Announcements about how these funds will be applied to the capital metro project will be made by the government in due course. However, a capital contribution made once construction is complete and the service is in operation would be an opportunity to ensure the best return on investment. Much like paying a bigger deposit on a house or a car, making a capital contribution to the project is beneficial as it reduces the ongoing payments the government will make for the light rail system once it is fully operational.

To provide meaningful value-for-money benefits for the territory, a contribution would need to be significant but at the same time moderate enough to leave sufficient private finance in the transaction to ensure it attracts competitive financing while ensuring our project delivery partner is continually incentivised to operate the system at a very high standard for our community. Making a contribution at the conclusion of the construction phase ensures the private sector continues to take the construction phase risks, and this is a very important feature of a PPP project.

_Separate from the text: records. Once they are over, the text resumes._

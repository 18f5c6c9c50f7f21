use std::{
    fs::File,
    io::{BufReader, ErrorKind, Read},
    marker::PhantomData,
    path::{Path, PathBuf},
};

use super::{
    CameraModelId, ColmapCamera, ColmapError, ColmapImage, ColmapPoint2d, ColmapPoint3d,
    ColmapTrackElement,
};

/// Little-endian field reader used by the COLMAP binary readers.
pub struct BinaryReader<R> {
    reader: R,
    path: PathBuf,
}

macro_rules! read_le {
    ($name:ident, $ty:ty) => {
        fn $name(&mut self) -> std::io::Result<$ty> {
            let mut bytes = [0u8; std::mem::size_of::<$ty>()];
            self.reader.read_exact(&mut bytes)?;
            Ok(<$ty>::from_le_bytes(bytes))
        }
    };
}

impl<R: Read> BinaryReader<R> {
    read_le!(read_u8, u8);
    read_le!(read_i32, i32);
    read_le!(read_u32, u32);
    read_le!(read_i64, i64);
    read_le!(read_u64, u64);
    read_le!(read_f64, f64);

    fn read_f64_array<const N: usize>(&mut self) -> std::io::Result<[f64; N]> {
        let mut values = [0.0; N];
        for value in values.iter_mut() {
            *value = self.read_f64()?;
        }
        Ok(values)
    }

    fn read_null_terminated(&mut self) -> std::io::Result<String> {
        let mut bytes = Vec::new();
        loop {
            match self.read_u8()? {
                0 => break,
                byte => bytes.push(byte),
            }
        }
        String::from_utf8(bytes).map_err(|e| std::io::Error::new(ErrorKind::InvalidData, e))
    }
}

/// A record type that can be read from a COLMAP binary file.
pub trait BinaryRecord: Sized {
    /// Read one record.
    fn read_binary<R: Read>(reader: &mut BinaryReader<R>) -> Result<Self, ColmapError>;
}

/// Lazy sequence of records read from a COLMAP binary file.
///
/// The file starts with a `u64` record count; the sequence yields exactly that many records
/// or fails with [`ColmapError::Truncated`].
pub struct BinaryRecords<R, T> {
    reader: BinaryReader<R>,
    remaining: u64,
    failed: bool,
    _record: PhantomData<T>,
}

impl<T: BinaryRecord> BinaryRecords<BufReader<File>, T> {
    /// Open a file for streaming.
    pub fn open(path: impl AsRef<Path>) -> Result<Self, ColmapError> {
        let path = path.as_ref();
        let file = File::open(path)?;
        Self::from_reader(BufReader::new(file), path)
    }
}

impl<R: Read, T: BinaryRecord> BinaryRecords<R, T> {
    /// Stream records from an already opened reader. `source` names it in errors.
    pub fn from_reader(reader: R, source: impl Into<PathBuf>) -> Result<Self, ColmapError> {
        let mut reader = BinaryReader {
            reader,
            path: source.into(),
        };
        let remaining = reader.read_u64().map_err(|e| truncated(&reader.path, 0, e))?;
        Ok(Self {
            reader,
            remaining,
            failed: false,
            _record: PhantomData,
        })
    }

    /// Number of records not yet read.
    pub fn remaining(&self) -> u64 {
        self.remaining
    }
}

impl<R: Read, T: BinaryRecord> Iterator for BinaryRecords<R, T> {
    type Item = Result<T, ColmapError>;

    fn next(&mut self) -> Option<Self::Item> {
        if self.failed || self.remaining == 0 {
            return None;
        }
        match T::read_binary(&mut self.reader) {
            Ok(record) => {
                self.remaining -= 1;
                Some(Ok(record))
            }
            Err(ColmapError::IoError(e)) => {
                self.failed = true;
                Some(Err(truncated(&self.reader.path, self.remaining, e)))
            }
            Err(e) => {
                self.failed = true;
                Some(Err(e))
            }
        }
    }
}

fn truncated(path: &Path, remaining: u64, e: std::io::Error) -> ColmapError {
    match e.kind() {
        ErrorKind::UnexpectedEof => ColmapError::Truncated {
            path: path.to_path_buf(),
            remaining,
        },
        _ => ColmapError::IoError(e),
    }
}

/// Streaming reader over `cameras.bin`.
pub type CamerasBin<R> = BinaryRecords<R, ColmapCamera>;

/// Streaming reader over `images.bin`.
pub type ImagesBin<R> = BinaryRecords<R, ColmapImage>;

/// Streaming reader over `points3D.bin`.
pub type Points3dBin<R> = BinaryRecords<R, ColmapPoint3d>;

impl BinaryRecord for ColmapCamera {
    fn read_binary<R: Read>(reader: &mut BinaryReader<R>) -> Result<Self, ColmapError> {
        let camera_id = reader.read_u32()?;
        let model = reader.read_i32()?;
        let model_id =
            CameraModelId::from_id(model).ok_or_else(|| ColmapError::UnknownCameraModel {
                path: reader.path.clone(),
                model_id: model,
            })?;
        let width = reader.read_u64()? as usize;
        let height = reader.read_u64()? as usize;
        let params = (0..model_id.num_params())
            .map(|_| reader.read_f64())
            .collect::<Result<Vec<_>, _>>()?;

        Ok(ColmapCamera {
            camera_id,
            model_id,
            width,
            height,
            params,
        })
    }
}

impl BinaryRecord for ColmapImage {
    fn read_binary<R: Read>(reader: &mut BinaryReader<R>) -> Result<Self, ColmapError> {
        let image_id = reader.read_u32()?;
        let rotation = reader.read_f64_array::<4>()?;
        let translation = reader.read_f64_array::<3>()?;
        let camera_id = reader.read_u32()?;
        let name = reader.read_null_terminated()?;

        let num_points2d = reader.read_u64()?;
        let mut points2d = Vec::new();
        for _ in 0..num_points2d {
            let xy = reader.read_f64_array::<2>()?;
            let point3d_id = match reader.read_i64()? {
                -1 => None,
                id => Some(u64::try_from(id).map_err(|_| ColmapError::InvalidPoint3dId {
                    path: reader.path.clone(),
                    image_id,
                    point3d_id: id,
                })?),
            };
            points2d.push(ColmapPoint2d { xy, point3d_id });
        }

        Ok(ColmapImage {
            image_id,
            rotation,
            translation,
            camera_id,
            name,
            points2d,
        })
    }
}

impl BinaryRecord for ColmapPoint3d {
    fn read_binary<R: Read>(reader: &mut BinaryReader<R>) -> Result<Self, ColmapError> {
        let point3d_id = reader.read_u64()?;
        let xyz = reader.read_f64_array::<3>()?;
        let rgb = [reader.read_u8()?, reader.read_u8()?, reader.read_u8()?];
        let error = reader.read_f64()?;

        let track_length = reader.read_u64()?;
        let mut track = Vec::new();
        for _ in 0..track_length {
            track.push(ColmapTrackElement {
                image_id: reader.read_u32()?,
                point2d_idx: reader.read_u32()?,
            });
        }

        Ok(ColmapPoint3d {
            point3d_id,
            xyz,
            rgb,
            error,
            track,
        })
    }
}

Importantly, it is worth noting that any capital contribution the government makes will be fully funded, noting the commonwealth’s contribution to the project of $60 million under the asset recycling initiative.

Mr Coe has called, in his motion, for the government to provide details on the cost of the availability payments to be made for the project. The government will not disclose the details of project costs, including any possible level of availability payment, while we are going through a competitive, market-driven procurement process. We will not precondition the bidding process that we are currently engaged in.

The government is committed to being open and transparent. To further demonstrate this commitment, once the light rail contract is signed and details are able to be released, the government will reveal a contract summary, including project costs. Of course, that is in addition to the full release of the business case for this project, something which is rarely done by governments around the country.

The ACT has made unprecedented releases, as I mentioned, such as the capital metro business case, which includes the estimated capital cost of the project, as well as other information on the benefit-cost ratio, operating cost estimates, the public sector comparator for the project, the PPP proxy for the project, and economic analysis. It is highly unusual for any government across Australia to release this level of information in relation to a major infrastructure project.

The business case provides an in-depth analysis of the costs and benefits associated with the project, as well as the procurement and funding options. It also demonstrates that investing in light rail generates a positive economic return for the territory.

As outlined in the business case, the capital metro project delivers nearly $1 billion worth of benefits to our community. The benefit-cost ratio of 1.2 demonstrates that the project will deliver a net benefit to our community. For every dollar spent, the community receives $1.20 back in benefits. These include transport, land use, environment, infrastructure and wider economic benefits.